High Country News reports:
[...] Scotts got permission from the USDA to plant larger fields for seed production. Farmers sowed 80 acres of bentgrass in Canyon County, Idaho, and 420 acres in Jefferson County, Oregon, north of Bend. The Oregon Department of Agriculture picked the site - an irrigated island in the sagebrush sea - to keep the plant far from the Willamette Valley. There, on the western side of the mountains, farmers grow forage and turf grass for a $1 billion-a-year seed industry.
Then two windstorms swept through the eastern Oregon fields in August of 2013, scattering flea-sized seeds well beyond the designated control area. Roundup-resistant pollen fertilized conventional bentgrass plants as far as 13 miles away.
(Score: 0) by Anonymous Coward on Monday July 02 2018, @02:59PM (2 children)
Wasn't the only farmer to be convicted shown to have collected and specifically bred roundup ready crop for seed.
https://en.wikipedia.org/wiki/Monsanto_Canada_Inc_v_Schmeiser [wikipedia.org]
(Score: 3, Interesting) by HiThere on Monday July 02 2018, @06:22PM
You don't need to be convicted to be bankrupted by the law suit.
And I believe that there were a few other cases that were less clear, but which Monsanto also won. I don't know that they've lost any, but why would I expect to?
Javascript is what you use to allow unknown third parties to run software you have no idea about on your computer.

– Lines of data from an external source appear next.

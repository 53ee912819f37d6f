use thiserror::Error;

/// Top-level error type for the scanclip engine.
#[derive(Debug, Error)]
pub enum ClipError {
    #[error(transparent)]
    Input(#[from] InputError),

    #[error(transparent)]
    Execute(#[from] ExecuteError),
}

/// Errors raised while registering input paths.
#[derive(Debug, Error, Clone, Copy, PartialEq, Eq)]
pub enum InputError {
    #[error("coordinate outside the supported range (|x| and |y| must not exceed 0x3FFFFFFFFFFFFFFF)")]
    RangeExceeded,

    #[error("degenerate path: fewer than three distinct vertices remain after cleanup")]
    DegeneratePath,

    #[error("open paths are not supported")]
    OpenPathsUnsupported,
}

/// Errors raised during a clipping sweep.
///
/// Any of these aborts the sweep; the engine discards its transient state and
/// remains usable (registered paths are kept until [`crate::Clipper::clear`]).
#[derive(Debug, Error, Clone, Copy, PartialEq, Eq)]
pub enum ExecuteError {
    #[error("geometric inconsistency: {0}")]
    GeometricInconsistency(&'static str),
}

/// Convenience type alias for results using [`ClipError`].
pub type Result<T> = std::result::Result<T, ClipError>;
#[cfg(test)]
#[allow(clippy::unwrap_used)]
mod tests {
    use super::*;
    use crate::geometry::Path;
    use crate::math::polygon::{area, orientation, rotate_to_canonical_start};

    fn p(x: i64, y: i64) -> IntPoint {
        IntPoint::new(x, y)
    }

    /// Clockwise square with the given lower-left corner and side length.
    fn square(x: i64, y: i64, size: i64) -> Path {
        vec![
            p(x, y),
            p(x, y + size),
            p(x + size, y + size),
            p(x + size, y),
        ]
    }

    fn canon(path: &Path) -> Path {
        rotate_to_canonical_start(path)
    }

    /// Canonicalised paths sorted for order-independent comparison.
    fn canon_set(paths: &Paths) -> Vec<Path> {
        let mut out: Vec<Path> = paths.iter().map(canon).collect();
        out.sort_by_key(|path| (path[0].x, path[0].y, path.len()));
        out
    }

    fn run(
        subject: &[Path],
        clip: &[Path],
        op: ClipType,
        subj_fill: PolyFillType,
        clip_fill: PolyFillType,
    ) -> Paths {
        let mut c = Clipper::new();
        for path in subject {
            c.add_path(path, PolyType::Subject, true).unwrap();
        }
        for path in clip {
            c.add_path(path, PolyType::Clip, true).unwrap();
        }
        c.execute(op, subj_fill, clip_fill).unwrap()
    }

    fn run_nonzero(subject: &[Path], clip: &[Path], op: ClipType) -> Paths {
        run(subject, clip, op, PolyFillType::NonZero, PolyFillType::NonZero)
    }

    fn total_area(paths: &Paths) -> f64 {
        paths.iter().map(area).sum()
    }

    #[test]
    fn intersection_of_overlapping_squares() {
        let result = run_nonzero(
            &[square(0, 0, 100)],
            &[square(50, 50, 100)],
            ClipType::Intersection,
        );
        assert_eq!(result.len(), 1);
        assert_eq!(
            canon(&result[0]),
            vec![p(50, 50), p(50, 100), p(100, 100), p(100, 50)]
        );
        assert_eq!(area(&result[0]), 2500.0);
        assert!(orientation(&result[0]));
    }

    #[test]
    fn union_of_overlapping_squares() {
        let result = run_nonzero(&[square(0, 0, 100)], &[square(50, 50, 100)], ClipType::Union);
        assert_eq!(result.len(), 1);
        assert_eq!(
            canon(&result[0]),
            vec![
                p(0, 0),
                p(0, 100),
                p(50, 100),
                p(50, 150),
                p(150, 150),
                p(150, 50),
                p(100, 50),
                p(100, 0),
            ]
        );
        assert_eq!(area(&result[0]), 17_500.0);
    }

    #[test]
    fn difference_of_overlapping_squares() {
        let result = run_nonzero(
            &[square(0, 0, 100)],
            &[square(50, 50, 100)],
            ClipType::Difference,
        );
        assert_eq!(result.len(), 1);
        assert_eq!(
            canon(&result[0]),
            vec![p(0, 0), p(0, 100), p(50, 100), p(50, 50), p(100, 50), p(100, 0)]
        );
        assert_eq!(area(&result[0]), 7500.0);
    }

    #[test]
    fn square_with_hole_clipped_by_band() {
        let outer = square(0, 0, 100);
        let hole = vec![p(25, 25), p(75, 25), p(75, 75), p(25, 75)]; // counter-clockwise
        let band = vec![p(49, -10), p(49, 110), p(51, 110), p(51, -10)];
        let result = run(
            &[outer, hole],
            &[band],
            ClipType::Intersection,
            PolyFillType::EvenOdd,
            PolyFillType::EvenOdd,
        );
        assert_eq!(result.len(), 2);
        for ring in &result {
            assert_eq!(ring.len(), 4);
            assert_eq!(area(ring), 50.0);
        }
        let mut rings = canon_set(&result);
        rings.sort_by_key(|ring| ring[0].y);
        assert_eq!(rings[0], vec![p(49, 0), p(49, 25), p(51, 25), p(51, 0)]);
        assert_eq!(
            rings[1],
            vec![p(49, 75), p(49, 100), p(51, 100), p(51, 75)]
        );
    }

    #[test]
    fn bowtie_union_even_odd() {
        let bowtie = vec![p(0, 0), p(100, 100), p(0, 100), p(100, 0)];
        let result = run(
            &[bowtie],
            &[],
            ClipType::Union,
            PolyFillType::EvenOdd,
            PolyFillType::EvenOdd,
        );
        assert_eq!(result.len(), 2);
        for ring in &result {
            assert_eq!(ring.len(), 3);
            assert_eq!(area(ring), 2500.0);
        }
        assert_eq!(total_area(&result), 5000.0);
    }

    #[test]
    fn touching_rectangles_union_merges() {
        let result = run_nonzero(&[square(0, 0, 10)], &[square(10, 0, 10)], ClipType::Union);
        assert_eq!(result.len(), 1);
        assert_eq!(
            canon(&result[0]),
            vec![p(0, 0), p(0, 10), p(20, 10), p(20, 0)]
        );
    }

    #[test]
    fn identical_inputs_all_ops() {
        let sq = square(0, 0, 100);
        let inter = run_nonzero(&[sq.clone()], &[sq.clone()], ClipType::Intersection);
        assert_eq!(inter.len(), 1);
        assert_eq!(canon(&inter[0]), canon(&sq));

        let union = run_nonzero(&[sq.clone()], &[sq.clone()], ClipType::Union);
        assert_eq!(union.len(), 1);
        assert_eq!(canon(&union[0]), canon(&sq));

        let diff = run_nonzero(&[sq.clone()], &[sq.clone()], ClipType::Difference);
        assert!(diff.is_empty());

        let xor = run_nonzero(&[sq.clone()], &[sq], ClipType::SymmetricDifference);
        assert_eq!(total_area(&xor), 0.0);
    }

    #[test]
    fn disjoint_inputs() {
        let a = square(0, 0, 10);
        let b = square(100, 100, 10);
        assert!(run_nonzero(&[a.clone()], &[b.clone()], ClipType::Intersection).is_empty());

        let union = run_nonzero(&[a.clone()], &[b.clone()], ClipType::Union);
        assert_eq!(union.len(), 2);
        assert_eq!(total_area(&union), 200.0);

        let diff = run_nonzero(&[a.clone()], &[b], ClipType::Difference);
        assert_eq!(diff.len(), 1);
        assert_eq!(canon(&diff[0]), canon(&a));
    }

    #[test]
    fn contained_square_difference_produces_hole() {
        let result = run_nonzero(
            &[square(0, 0, 100)],
            &[square(25, 25, 50)],
            ClipType::Difference,
        );
        assert_eq!(result.len(), 2);
        let mut areas: Vec<f64> = result.iter().map(area).collect();
        areas.sort_by(|a, b| a.partial_cmp(b).unwrap());
        assert_eq!(areas, vec![-2500.0, 10_000.0]);
        // hole is counter-clockwise, outer clockwise
        assert_eq!(total_area(&result), 7500.0);
    }

    #[test]
    fn contained_square_intersection_and_union() {
        let inter = run_nonzero(
            &[square(0, 0, 100)],
            &[square(25, 25, 50)],
            ClipType::Intersection,
        );
        assert_eq!(inter.len(), 1);
        assert_eq!(canon(&inter[0]), canon(&square(25, 25, 50)));

        let union = run_nonzero(
            &[square(0, 0, 100)],
            &[square(25, 25, 50)],
            ClipType::Union,
        );
        assert_eq!(union.len(), 1);
        assert_eq!(canon(&union[0]), canon(&square(0, 0, 100)));
    }

    #[test]
    fn reverse_solution_flips_orientation() {
        let mut c = Clipper::new();
        c.reverse_solution = true;
        c.add_path(&square(0, 0, 100), PolyType::Subject, true).unwrap();
        c.add_path(&square(50, 50, 100), PolyType::Clip, true).unwrap();
        let result = c
            .execute(
                ClipType::Intersection,
                PolyFillType::NonZero,
                PolyFillType::NonZero,
            )
            .unwrap();
        assert_eq!(result.len(), 1);
        assert_eq!(area(&result[0]), -2500.0);
        assert!(!orientation(&result[0]));
    }

    #[test]
    fn positive_and_negative_fill_rules() {
        // clockwise ring: winding is negative along its interior
        let cw = square(0, 0, 100);
        let positive = run(
            &[cw.clone()],
            &[],
            ClipType::Union,
            PolyFillType::Positive,
            PolyFillType::Positive,
        );
        assert!(positive.is_empty());
        let negative = run(
            &[cw.clone()],
            &[],
            ClipType::Union,
            PolyFillType::Negative,
            PolyFillType::Negative,
        );
        assert_eq!(negative.len(), 1);
        assert_eq!(area(&negative[0]), 10_000.0);

        // counter-clockwise ring: winding is positive
        let mut ccw = cw;
        ccw.reverse();
        let positive = run(
            &[ccw.clone()],
            &[],
            ClipType::Union,
            PolyFillType::Positive,
            PolyFillType::Positive,
        );
        assert_eq!(positive.len(), 1);
        assert_eq!(area(&positive[0]), 10_000.0);
        let negative = run(
            &[ccw],
            &[],
            ClipType::Union,
            PolyFillType::Negative,
            PolyFillType::Negative,
        );
        assert!(negative.is_empty());
    }

    #[test]
    fn self_overlapping_subject_fill_rules() {
        // two overlapping squares in one subject set: the overlap has
        // winding 2 (or 0 crossings under even-odd)
        let subj = vec![square(0, 0, 100), square(50, 50, 100)];
        let even_odd = run(
            &subj,
            &[],
            ClipType::Union,
            PolyFillType::EvenOdd,
            PolyFillType::EvenOdd,
        );
        // even-odd: the doubly covered centre drops out as a hole
        assert_eq!(even_odd.len(), 2);
        assert_eq!(total_area(&even_odd), 17_500.0 - 2500.0);

        let non_zero = run(
            &subj,
            &[],
            ClipType::Union,
            PolyFillType::NonZero,
            PolyFillType::NonZero,
        );
        assert_eq!(non_zero.len(), 1);
        assert_eq!(total_area(&non_zero), 17_500.0);
    }

    #[test]
    fn preserve_collinear_keeps_midpoints() {
        let subj = vec![p(0, 0), p(0, 50), p(0, 100), p(100, 100), p(100, 0)];

        let plain = run_nonzero(&[subj.clone()], &[], ClipType::Union);
        assert_eq!(plain.len(), 1);
        assert_eq!(plain[0].len(), 4);

        let mut c = Clipper::new();
        c.preserve_collinear = true;
        c.add_path(&subj, PolyType::Subject, true).unwrap();
        let kept = c
            .execute(
                ClipType::Union,
                PolyFillType::NonZero,
                PolyFillType::NonZero,
            )
            .unwrap();
        assert_eq!(kept.len(), 1);
        assert_eq!(kept[0].len(), 5);
        assert!(kept[0].contains(&p(0, 50)));
    }

    #[test]
    fn corner_touching_squares_stay_separate() {
        let mut c = Clipper::new();
        c.strictly_simple = true;
        c.add_path(&square(0, 0, 10), PolyType::Subject, true).unwrap();
        c.add_path(&square(10, 10, 10), PolyType::Clip, true).unwrap();
        let result = c
            .execute(
                ClipType::Union,
                PolyFillType::NonZero,
                PolyFillType::NonZero,
            )
            .unwrap();
        assert_eq!(result.len(), 2);
        let mut areas: Vec<f64> = result.iter().map(area).collect();
        areas.sort_by(|a, b| a.partial_cmp(b).unwrap());
        assert_eq!(areas, vec![100.0, 100.0]);
        for ring in &result {
            let mut pts = ring.clone();
            pts.sort_by_key(|q| (q.x, q.y));
            pts.dedup();
            assert_eq!(pts.len(), ring.len(), "ring revisits a vertex: {ring:?}");
        }
    }

    #[test]
    fn union_is_order_independent() {
        let a = square(0, 0, 100);
        let b = square(50, 50, 100);
        let ab = run_nonzero(&[a.clone()], &[b.clone()], ClipType::Union);
        let ba = run_nonzero(&[b], &[a], ClipType::Union);
        assert_eq!(canon_set(&ab), canon_set(&ba));
    }

    #[test]
    fn area_conservation() {
        let a = square(0, 0, 100);
        let b = square(50, 50, 100);
        let union = run_nonzero(&[a.clone()], &[b.clone()], ClipType::Union);
        let inter = run_nonzero(&[a.clone()], &[b.clone()], ClipType::Intersection);
        assert_eq!(
            total_area(&union) + total_area(&inter),
            area(&a) + area(&b)
        );
    }

    #[test]
    fn complementarity() {
        // Difference(A, B) ∪ Intersection(A, B) == A
        let a = square(0, 0, 100);
        let b = square(50, 50, 100);
        let diff = run_nonzero(&[a.clone()], &[b.clone()], ClipType::Difference);
        let inter = run_nonzero(&[a.clone()], &[b], ClipType::Intersection);
        let rejoined = run_nonzero(&diff, &inter, ClipType::Union);
        assert_eq!(rejoined.len(), 1);
        assert_eq!(canon(&rejoined[0]), canon(&a));
    }

    #[test]
    fn xor_matches_union_minus_intersection() {
        let a = square(0, 0, 100);
        let b = square(50, 50, 100);
        let xor = run_nonzero(&[a.clone()], &[b.clone()], ClipType::SymmetricDifference);
        let union = run_nonzero(&[a.clone()], &[b.clone()], ClipType::Union);
        let inter = run_nonzero(&[a], &[b], ClipType::Intersection);
        let subtracted = run_nonzero(&union, &inter, ClipType::Difference);
        assert_eq!(total_area(&xor), total_area(&subtracted));
        assert_eq!(total_area(&xor), 15_000.0);
    }

    #[test]
    fn empty_engine_executes_to_empty() {
        let mut c = Clipper::new();
        let result = c
            .execute(
                ClipType::Union,
                PolyFillType::EvenOdd,
                PolyFillType::EvenOdd,
            )
            .unwrap();
        assert!(result.is_empty());
    }

    #[test]
    fn engine_is_reusable_across_executes() {
        let mut c = Clipper::new();
        c.add_path(&square(0, 0, 100), PolyType::Subject, true).unwrap();
        c.add_path(&square(50, 50, 100), PolyType::Clip, true).unwrap();
        let first = c
            .execute(
                ClipType::Intersection,
                PolyFillType::NonZero,
                PolyFillType::NonZero,
            )
            .unwrap();
        let second = c
            .execute(ClipType::Union, PolyFillType::NonZero, PolyFillType::NonZero)
            .unwrap();
        assert_eq!(total_area(&first), 2500.0);
        assert_eq!(total_area(&second), 17_500.0);

        c.clear();
        let empty = c
            .execute(ClipType::Union, PolyFillType::NonZero, PolyFillType::NonZero)
            .unwrap();
        assert!(empty.is_empty());
    }

    #[test]
    fn horizontal_heavy_grid_union() {
        // a row of adjacent axis-aligned cells collapses into one rectangle
        let cells: Vec<Path> = (0..4).map(|i| square(i * 10, 0, 10)).collect();
        let result = run(
            &cells,
            &[],
            ClipType::Union,
            PolyFillType::NonZero,
            PolyFillType::NonZero,
        );
        assert_eq!(result.len(), 1);
        assert_eq!(
            canon(&result[0]),
            vec![p(0, 0), p(0, 10), p(40, 10), p(40, 0)]
        );
    }
}
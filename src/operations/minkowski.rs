//! Minkowski sums and differences, built as a fan of translated quads
//! unioned through the clipping engine.

use crate::error::Result;
use crate::geometry::{Path, Paths};
use crate::math::polygon::orientation;
use crate::math::IntPoint;
use crate::operations::boolean::{ClipType, Clipper, PolyFillType, PolyType};

fn minkowski(pattern: &Path, path: &Path, is_sum: bool, is_closed: bool) -> Paths {
    let delta = usize::from(is_closed);
    let poly_cnt = pattern.len();
    let path_cnt = path.len();

    // translate the pattern to every path vertex
    let mut translated: Vec<Path> = Vec::with_capacity(path_cnt);
    for anchor in path {
        let ring = pattern
            .iter()
            .map(|ip| {
                if is_sum {
                    IntPoint::new(anchor.x + ip.x, anchor.y + ip.y)
                } else {
                    IntPoint::new(anchor.x - ip.x, anchor.y - ip.y)
                }
            })
            .collect();
        translated.push(ring);
    }

    // quads bridging consecutive translations cover the swept region
    let mut quads: Paths = Vec::with_capacity((path_cnt + delta) * (poly_cnt + 1));
    let seg_cnt = if path_cnt == 0 {
        0
    } else {
        path_cnt - 1 + delta
    };
    for i in 0..seg_cnt {
        for j in 0..poly_cnt {
            let mut quad = vec![
                translated[i % path_cnt][j % poly_cnt],
                translated[(i + 1) % path_cnt][j % poly_cnt],
                translated[(i + 1) % path_cnt][(j + 1) % poly_cnt],
                translated[i % path_cnt][(j + 1) % poly_cnt],
            ];
            if !orientation(&quad) {
                quad.reverse();
            }
            quads.push(quad);
        }
    }
    quads
}

fn union_all(quads: &Paths) -> Result<Paths> {
    let mut clipper = Clipper::new();
    clipper.add_paths(quads, PolyType::Subject, true)?;
    clipper.execute(ClipType::Union, PolyFillType::NonZero, PolyFillType::NonZero)
}

/// Minkowski sum of a pattern polygon swept along a path.
///
/// With `path_is_closed` the path's last vertex connects back to its first.
///
/// # Errors
///
/// Propagates engine failures from the final union.
pub fn minkowski_sum(pattern: &Path, path: &Path, path_is_closed: bool) -> Result<Paths> {
    let quads = minkowski(pattern, path, true, path_is_closed);
    union_all(&quads)
}

/// Minkowski difference of two polygons.
///
/// # Errors
///
/// Propagates engine failures from the final union.
pub fn minkowski_diff(poly1: &Path, poly2: &Path) -> Result<Paths> {
    let quads = minkowski(poly1, poly2, false, true);
    union_all(&quads)
}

(Score: 3, Informative) by sjames on Monday July 02 2018, @07:53PM
That was the FINDING, but it was based on the court believing claims the plaintiff (Monsanto) made that were later proven false. Monsanto claimed that roundup readiness could ONLY happen by genetic engineering. Not through pollen spreading nor through selective breeding. Since then, weeds related to canola have turned up with the resistance and coca farmers (cocaine) in S. America have bred resistant strains (meaning the DEA was providing them with free weed control).